Nobody who saw Depeche Mode in 1980 could have predicted that those four fresh-faced, synth-pop innocents would transform themselves into stadium-filling rock gods within a few years. Yet Depeche Mode went on to become one of the Top 10 best-selling British acts of all-time, selling over 100 million albums worldwide. Now celebrating four decades together, the group continues to thrive, both critically and commercially.
Vince Clarke, Andy Fletcher and Martin Gore had started out as an Essex guitar band but it was their bright and upbeat synthesizer-driven brand of pop fronted by Dave Gahan that was to find global acceptance and their Violator tour at the start of the 90s sold millions of records and turned them into major US concert stars.
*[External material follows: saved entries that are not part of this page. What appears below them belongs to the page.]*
//! Signatures: zero-sized tag types that key the registries
//!
//! A signature names a call or an event and fixes its argument tuple and
//! return type at compile time. Handlers, callers and subscribers are all
//! checked against it.
//!
//! ```rust,ignore
//! signature!(HelloWorld);                          // () -> ()
//! signature!(pub Addition(i32, i32) -> i32);
//! signature!(ModifyString<'a>(&'a mut String));    // reference arguments
//! ```

/// Compile-time descriptor of a callable slot
pub trait Signature: 'static {
    /// Argument tuple; the lifetime lets arguments borrow from the caller
    type Args<'a>;

    /// Return type of the attached handler
    type Output: 'static;

    /// Name used in logs and `NoHandler` errors
    fn name() -> &'static str {
        std::any::type_name::<Self>()
    }
}

/// Declare a signature tag type.
///
/// Arguments default to none and the return type to `()`.
#[macro_export]
macro_rules! signature {
    (@define [$($meta:tt)*] $vis:vis $name:ident [$lt:lifetime] [$($arg:ty),*] [$($out:ty)?]) => {
        $($meta)*
        #[derive(Debug, Clone, Copy, Default)]
        $vis struct $name;

        impl $crate::Signature for $name {
            type Args<$lt> = ($($arg,)*);
            type Output = $crate::signature!(@output $($out)?);
        }
    };
    (@output) => { () };
    (@output $out:ty) => { $out };

    ($(#[$meta:meta])* $vis:vis $name:ident <$lt:lifetime> $(($($arg:ty),* $(,)?))? $(-> $out:ty)?) => {
        $crate::signature!(@define [$(#[$meta])*] $vis $name [$lt] [$($($arg),*)?] [$($out)?]);
    };
    ($(#[$meta:meta])* $vis:vis $name:ident $(($($arg:ty),* $(,)?))? $(-> $out:ty)?) => {
        $crate::signature!(@define [$(#[$meta])*] $vis $name ['a] [$($($arg),*)?] [$($out)?]);
    };
}

#[cfg(test)]
mod tests {
    use super::*;
    use std::any::TypeId;

    crate::signature!(Ping);
    crate::signature!(pub Sum(u32, u32) -> u64);
    crate::signature!(Borrowing<'a>(&'a str, usize) -> &'static str);

    fn args_of<S: Signature>(args: S::Args<'_>) -> S::Args<'_> {
        args
    }

    #[test]
    fn test_defaults() {
        assert_eq!(TypeId::of::<<Ping as Signature>::Output>(), TypeId::of::<()>());
        let () = args_of::<Ping>(());
        assert!(Ping::name().ends_with("Ping"));
    }

    #[test]
    fn test_args_and_output() {
        let (a, b) = args_of::<Sum>((1, 2));
        assert_eq!(a + b, 3);
        assert_eq!(TypeId::of::<<Sum as Signature>::Output>(), TypeId::of::<u64>());
    }

    #[test]
    fn test_borrowed_args() {
        let owned = String::from("abc");
        let (s, n) = args_of::<Borrowing>((&owned, 1));
        assert_eq!(&s[n..], "bc");
    }

    #[test]
    fn test_distinct_tags() {
        assert_ne!(TypeId::of::<Ping>(), TypeId::of::<Sum>());
    }
}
In true rock style, Depeche Mode's members have suffered their share of internal strife over a long career. Dave Gahan reinvented himself as a lead singer with both a harder musical edge and a near-fatal drug habit, while internal acrimony often marred the later stages of their career.
Part musical odyssey, part cultural history, this extensively illustrated biography, by bestselling author Ian Gittins, draws on dozens of first hand interviews to give us an inside view of one of the most unlikely stories in pop and rock.
Author
Ian Gittins has interviewed and reviewed Depeche Mode during a 30-year career as a music writer on titles such as Melody Maker, Time Out, Q and the Guardian. He is the co-author with Mötley Crüe’s Nikki Sixx of the 2007 New York Times best-seller The Heroin Diaries: A Year in the Life of a Shattered Rock Star.
He lives in London.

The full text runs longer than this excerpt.